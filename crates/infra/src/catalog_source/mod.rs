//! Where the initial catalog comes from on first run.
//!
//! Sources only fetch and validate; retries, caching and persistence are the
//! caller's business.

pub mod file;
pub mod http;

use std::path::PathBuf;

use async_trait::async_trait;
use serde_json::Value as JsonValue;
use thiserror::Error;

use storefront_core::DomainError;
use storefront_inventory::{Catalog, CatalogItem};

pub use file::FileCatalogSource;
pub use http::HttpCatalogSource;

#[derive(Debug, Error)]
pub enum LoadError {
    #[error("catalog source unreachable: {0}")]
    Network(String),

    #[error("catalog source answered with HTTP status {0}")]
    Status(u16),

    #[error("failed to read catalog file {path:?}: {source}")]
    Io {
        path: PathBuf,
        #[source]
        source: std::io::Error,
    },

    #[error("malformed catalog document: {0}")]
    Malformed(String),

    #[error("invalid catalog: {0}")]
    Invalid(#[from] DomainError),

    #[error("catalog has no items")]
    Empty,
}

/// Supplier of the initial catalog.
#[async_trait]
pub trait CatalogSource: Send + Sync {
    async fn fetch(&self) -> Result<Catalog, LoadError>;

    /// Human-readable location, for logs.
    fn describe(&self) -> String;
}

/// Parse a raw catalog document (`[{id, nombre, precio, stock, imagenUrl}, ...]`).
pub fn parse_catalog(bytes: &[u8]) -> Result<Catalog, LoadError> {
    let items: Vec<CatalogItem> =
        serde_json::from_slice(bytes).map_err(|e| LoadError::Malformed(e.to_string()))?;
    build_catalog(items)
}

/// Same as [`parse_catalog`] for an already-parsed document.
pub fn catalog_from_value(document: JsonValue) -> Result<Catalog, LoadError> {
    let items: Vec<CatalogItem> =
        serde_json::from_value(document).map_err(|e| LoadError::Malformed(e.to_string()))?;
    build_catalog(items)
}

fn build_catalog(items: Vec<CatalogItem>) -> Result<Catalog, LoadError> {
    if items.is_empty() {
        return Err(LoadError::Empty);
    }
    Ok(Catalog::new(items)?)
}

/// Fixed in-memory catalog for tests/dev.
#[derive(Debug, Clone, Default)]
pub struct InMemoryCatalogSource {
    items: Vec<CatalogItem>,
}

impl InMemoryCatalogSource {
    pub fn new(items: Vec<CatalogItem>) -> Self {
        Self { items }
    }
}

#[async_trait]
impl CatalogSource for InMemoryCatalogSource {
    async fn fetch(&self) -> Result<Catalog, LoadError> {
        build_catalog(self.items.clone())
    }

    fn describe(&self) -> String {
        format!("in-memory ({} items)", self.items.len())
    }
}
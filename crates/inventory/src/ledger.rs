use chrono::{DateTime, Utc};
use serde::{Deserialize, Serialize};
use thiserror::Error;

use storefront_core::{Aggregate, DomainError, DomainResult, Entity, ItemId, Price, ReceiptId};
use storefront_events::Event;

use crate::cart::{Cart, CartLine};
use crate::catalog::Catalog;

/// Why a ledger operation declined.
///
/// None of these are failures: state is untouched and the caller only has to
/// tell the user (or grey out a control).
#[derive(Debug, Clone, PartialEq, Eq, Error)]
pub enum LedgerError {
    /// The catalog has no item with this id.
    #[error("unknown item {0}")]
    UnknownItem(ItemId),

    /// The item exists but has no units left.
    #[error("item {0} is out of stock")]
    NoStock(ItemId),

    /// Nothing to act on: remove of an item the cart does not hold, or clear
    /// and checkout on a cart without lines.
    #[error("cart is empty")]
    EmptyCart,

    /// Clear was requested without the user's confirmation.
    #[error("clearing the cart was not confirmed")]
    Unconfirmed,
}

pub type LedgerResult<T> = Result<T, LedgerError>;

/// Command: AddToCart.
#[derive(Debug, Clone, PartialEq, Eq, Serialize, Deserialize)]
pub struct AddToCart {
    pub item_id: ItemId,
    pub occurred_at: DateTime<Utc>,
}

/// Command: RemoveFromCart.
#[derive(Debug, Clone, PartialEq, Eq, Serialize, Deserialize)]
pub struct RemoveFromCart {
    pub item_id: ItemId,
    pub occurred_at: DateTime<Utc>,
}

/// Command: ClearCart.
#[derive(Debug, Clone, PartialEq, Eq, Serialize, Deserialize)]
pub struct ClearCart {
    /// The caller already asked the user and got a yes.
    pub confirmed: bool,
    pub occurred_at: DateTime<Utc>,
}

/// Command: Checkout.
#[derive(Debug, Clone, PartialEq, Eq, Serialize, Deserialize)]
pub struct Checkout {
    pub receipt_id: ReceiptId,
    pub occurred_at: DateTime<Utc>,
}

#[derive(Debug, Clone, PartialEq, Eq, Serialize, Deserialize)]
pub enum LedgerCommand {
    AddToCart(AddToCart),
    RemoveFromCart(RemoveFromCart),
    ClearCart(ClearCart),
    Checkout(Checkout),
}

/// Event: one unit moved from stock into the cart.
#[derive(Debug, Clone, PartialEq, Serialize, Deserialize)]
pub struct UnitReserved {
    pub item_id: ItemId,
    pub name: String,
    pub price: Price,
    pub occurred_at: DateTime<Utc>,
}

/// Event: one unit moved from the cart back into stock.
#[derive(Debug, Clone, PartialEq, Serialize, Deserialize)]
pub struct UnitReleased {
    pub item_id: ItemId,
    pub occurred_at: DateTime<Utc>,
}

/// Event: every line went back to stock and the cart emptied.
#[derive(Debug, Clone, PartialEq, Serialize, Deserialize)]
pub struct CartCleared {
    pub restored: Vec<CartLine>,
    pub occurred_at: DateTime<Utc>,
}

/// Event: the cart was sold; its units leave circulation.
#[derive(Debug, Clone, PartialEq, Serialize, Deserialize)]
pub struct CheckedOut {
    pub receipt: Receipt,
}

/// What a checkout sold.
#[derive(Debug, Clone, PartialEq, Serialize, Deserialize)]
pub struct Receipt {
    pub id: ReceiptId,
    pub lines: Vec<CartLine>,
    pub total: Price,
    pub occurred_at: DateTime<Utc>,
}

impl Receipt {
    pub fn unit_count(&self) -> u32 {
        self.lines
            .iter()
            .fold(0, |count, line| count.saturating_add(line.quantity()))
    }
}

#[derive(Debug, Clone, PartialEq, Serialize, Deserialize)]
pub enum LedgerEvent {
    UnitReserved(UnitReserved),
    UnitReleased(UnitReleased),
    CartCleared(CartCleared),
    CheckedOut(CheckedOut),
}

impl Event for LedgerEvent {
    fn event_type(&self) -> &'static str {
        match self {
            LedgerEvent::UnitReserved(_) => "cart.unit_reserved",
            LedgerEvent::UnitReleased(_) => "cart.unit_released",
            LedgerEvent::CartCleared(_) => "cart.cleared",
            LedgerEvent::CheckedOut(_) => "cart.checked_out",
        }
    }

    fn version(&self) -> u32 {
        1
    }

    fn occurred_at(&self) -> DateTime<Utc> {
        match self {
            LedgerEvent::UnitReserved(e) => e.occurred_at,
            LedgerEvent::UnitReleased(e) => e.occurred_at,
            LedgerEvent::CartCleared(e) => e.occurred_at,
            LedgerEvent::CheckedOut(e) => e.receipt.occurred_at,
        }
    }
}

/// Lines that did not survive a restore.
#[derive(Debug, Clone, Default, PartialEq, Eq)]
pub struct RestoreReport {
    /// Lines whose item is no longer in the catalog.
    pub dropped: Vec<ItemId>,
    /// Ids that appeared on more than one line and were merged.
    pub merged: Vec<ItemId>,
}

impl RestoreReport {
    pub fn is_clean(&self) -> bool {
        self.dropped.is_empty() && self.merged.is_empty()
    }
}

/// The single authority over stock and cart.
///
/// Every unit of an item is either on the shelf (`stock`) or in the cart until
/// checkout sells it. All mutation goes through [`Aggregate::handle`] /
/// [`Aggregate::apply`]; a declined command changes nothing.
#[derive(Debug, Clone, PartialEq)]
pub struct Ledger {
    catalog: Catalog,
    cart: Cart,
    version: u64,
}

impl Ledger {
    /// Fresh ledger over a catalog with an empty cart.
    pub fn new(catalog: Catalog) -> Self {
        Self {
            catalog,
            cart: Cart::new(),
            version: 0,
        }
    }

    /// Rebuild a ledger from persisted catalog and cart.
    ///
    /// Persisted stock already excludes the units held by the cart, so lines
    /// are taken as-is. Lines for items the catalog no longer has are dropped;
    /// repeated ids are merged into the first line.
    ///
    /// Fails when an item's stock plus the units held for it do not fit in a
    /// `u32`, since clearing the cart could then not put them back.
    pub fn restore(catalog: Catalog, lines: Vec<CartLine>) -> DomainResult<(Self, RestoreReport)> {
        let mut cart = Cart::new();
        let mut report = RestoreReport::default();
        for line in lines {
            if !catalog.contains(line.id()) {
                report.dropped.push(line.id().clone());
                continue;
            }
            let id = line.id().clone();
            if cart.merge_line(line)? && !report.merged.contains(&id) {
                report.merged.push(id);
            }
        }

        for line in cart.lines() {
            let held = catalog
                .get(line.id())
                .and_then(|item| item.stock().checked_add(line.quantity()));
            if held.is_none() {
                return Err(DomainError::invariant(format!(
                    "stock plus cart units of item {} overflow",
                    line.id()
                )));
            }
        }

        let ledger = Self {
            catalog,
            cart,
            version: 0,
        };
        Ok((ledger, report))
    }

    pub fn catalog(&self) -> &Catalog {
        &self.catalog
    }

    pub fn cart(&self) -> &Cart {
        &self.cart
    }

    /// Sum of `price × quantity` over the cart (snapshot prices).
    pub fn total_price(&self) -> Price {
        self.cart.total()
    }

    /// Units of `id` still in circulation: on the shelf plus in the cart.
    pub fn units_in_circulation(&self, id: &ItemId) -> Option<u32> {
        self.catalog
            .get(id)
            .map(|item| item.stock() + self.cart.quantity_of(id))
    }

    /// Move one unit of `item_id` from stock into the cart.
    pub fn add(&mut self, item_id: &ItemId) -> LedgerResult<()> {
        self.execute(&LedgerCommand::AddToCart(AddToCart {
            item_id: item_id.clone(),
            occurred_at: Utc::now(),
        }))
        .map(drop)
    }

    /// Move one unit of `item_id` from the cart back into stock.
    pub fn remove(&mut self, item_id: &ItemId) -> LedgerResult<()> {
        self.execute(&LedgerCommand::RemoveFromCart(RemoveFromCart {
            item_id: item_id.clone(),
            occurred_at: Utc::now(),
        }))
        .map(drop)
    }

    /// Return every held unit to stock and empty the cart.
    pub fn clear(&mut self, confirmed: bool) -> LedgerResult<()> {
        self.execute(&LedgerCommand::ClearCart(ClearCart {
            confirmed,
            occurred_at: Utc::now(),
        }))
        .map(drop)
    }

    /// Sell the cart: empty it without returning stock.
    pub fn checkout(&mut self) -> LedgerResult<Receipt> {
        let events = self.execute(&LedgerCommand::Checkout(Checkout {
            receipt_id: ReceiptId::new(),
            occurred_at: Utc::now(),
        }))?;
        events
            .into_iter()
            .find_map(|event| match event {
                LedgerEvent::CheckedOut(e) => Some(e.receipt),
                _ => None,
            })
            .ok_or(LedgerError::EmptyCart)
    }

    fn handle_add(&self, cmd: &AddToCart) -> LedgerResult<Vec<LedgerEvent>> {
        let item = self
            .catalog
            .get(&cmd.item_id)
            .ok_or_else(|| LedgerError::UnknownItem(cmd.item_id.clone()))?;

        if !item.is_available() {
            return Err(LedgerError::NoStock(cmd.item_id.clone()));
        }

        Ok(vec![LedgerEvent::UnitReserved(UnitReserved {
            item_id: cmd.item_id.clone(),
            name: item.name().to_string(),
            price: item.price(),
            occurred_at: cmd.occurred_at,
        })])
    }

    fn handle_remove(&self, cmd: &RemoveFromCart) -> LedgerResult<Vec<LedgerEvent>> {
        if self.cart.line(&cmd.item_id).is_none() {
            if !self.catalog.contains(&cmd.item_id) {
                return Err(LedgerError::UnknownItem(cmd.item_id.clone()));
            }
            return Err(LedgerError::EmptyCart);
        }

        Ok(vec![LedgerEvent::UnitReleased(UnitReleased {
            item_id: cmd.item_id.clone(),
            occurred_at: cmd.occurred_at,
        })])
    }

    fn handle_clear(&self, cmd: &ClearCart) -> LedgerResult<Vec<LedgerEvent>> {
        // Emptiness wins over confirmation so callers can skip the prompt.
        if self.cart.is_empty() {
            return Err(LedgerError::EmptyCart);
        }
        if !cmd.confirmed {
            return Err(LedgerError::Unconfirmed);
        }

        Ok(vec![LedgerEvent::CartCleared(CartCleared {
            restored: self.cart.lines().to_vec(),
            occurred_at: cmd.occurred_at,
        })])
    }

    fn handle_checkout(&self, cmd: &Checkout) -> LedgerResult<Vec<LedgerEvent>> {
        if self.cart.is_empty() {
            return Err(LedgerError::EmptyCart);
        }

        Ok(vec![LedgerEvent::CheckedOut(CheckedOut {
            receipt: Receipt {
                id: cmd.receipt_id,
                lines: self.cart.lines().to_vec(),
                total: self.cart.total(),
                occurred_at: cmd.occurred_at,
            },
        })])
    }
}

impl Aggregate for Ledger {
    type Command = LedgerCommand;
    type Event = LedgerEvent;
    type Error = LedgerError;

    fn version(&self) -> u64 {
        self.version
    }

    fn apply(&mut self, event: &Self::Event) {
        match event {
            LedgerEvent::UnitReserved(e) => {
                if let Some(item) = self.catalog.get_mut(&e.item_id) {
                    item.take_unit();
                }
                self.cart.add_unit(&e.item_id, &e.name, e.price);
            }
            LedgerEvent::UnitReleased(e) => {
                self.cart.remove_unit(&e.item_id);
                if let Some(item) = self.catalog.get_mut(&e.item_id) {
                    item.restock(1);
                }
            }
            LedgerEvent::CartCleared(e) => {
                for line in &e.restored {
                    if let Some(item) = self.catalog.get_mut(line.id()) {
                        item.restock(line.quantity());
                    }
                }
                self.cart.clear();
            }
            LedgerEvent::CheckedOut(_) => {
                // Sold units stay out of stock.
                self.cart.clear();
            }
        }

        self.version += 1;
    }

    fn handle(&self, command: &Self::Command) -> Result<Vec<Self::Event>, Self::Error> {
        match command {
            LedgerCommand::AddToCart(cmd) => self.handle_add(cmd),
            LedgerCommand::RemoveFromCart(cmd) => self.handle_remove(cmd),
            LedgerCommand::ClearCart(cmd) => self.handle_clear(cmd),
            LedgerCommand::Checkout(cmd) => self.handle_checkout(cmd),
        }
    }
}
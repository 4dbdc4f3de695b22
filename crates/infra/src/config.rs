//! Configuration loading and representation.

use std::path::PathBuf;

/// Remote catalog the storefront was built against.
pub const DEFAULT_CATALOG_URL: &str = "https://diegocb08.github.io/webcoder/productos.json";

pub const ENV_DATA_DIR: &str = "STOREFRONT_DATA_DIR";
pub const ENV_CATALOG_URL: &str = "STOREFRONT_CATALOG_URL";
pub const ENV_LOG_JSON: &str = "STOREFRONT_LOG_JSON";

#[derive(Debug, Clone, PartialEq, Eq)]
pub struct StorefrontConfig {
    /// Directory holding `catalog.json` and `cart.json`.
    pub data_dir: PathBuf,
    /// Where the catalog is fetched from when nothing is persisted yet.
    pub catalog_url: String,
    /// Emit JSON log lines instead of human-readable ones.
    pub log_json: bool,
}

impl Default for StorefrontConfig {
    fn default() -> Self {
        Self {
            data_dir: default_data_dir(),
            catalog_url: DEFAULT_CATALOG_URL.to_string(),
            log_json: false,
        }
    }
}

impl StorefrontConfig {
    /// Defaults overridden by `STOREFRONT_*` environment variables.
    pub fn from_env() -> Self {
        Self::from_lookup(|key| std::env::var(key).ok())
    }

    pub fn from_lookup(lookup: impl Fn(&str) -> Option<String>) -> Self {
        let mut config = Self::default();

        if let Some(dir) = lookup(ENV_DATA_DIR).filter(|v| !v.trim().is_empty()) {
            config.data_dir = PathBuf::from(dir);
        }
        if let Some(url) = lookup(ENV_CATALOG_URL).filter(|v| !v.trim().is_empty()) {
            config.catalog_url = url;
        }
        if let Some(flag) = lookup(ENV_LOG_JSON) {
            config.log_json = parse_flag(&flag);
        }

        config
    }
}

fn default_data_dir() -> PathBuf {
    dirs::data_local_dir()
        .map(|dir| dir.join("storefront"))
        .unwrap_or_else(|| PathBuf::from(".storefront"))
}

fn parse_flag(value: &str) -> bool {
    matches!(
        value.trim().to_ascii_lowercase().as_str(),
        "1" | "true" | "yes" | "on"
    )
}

-------------------------

→ WHAT TO DO
Across the material above, how many lines contain the string "format"? The reply should be that number alone.

→ FINAL ANSWER
2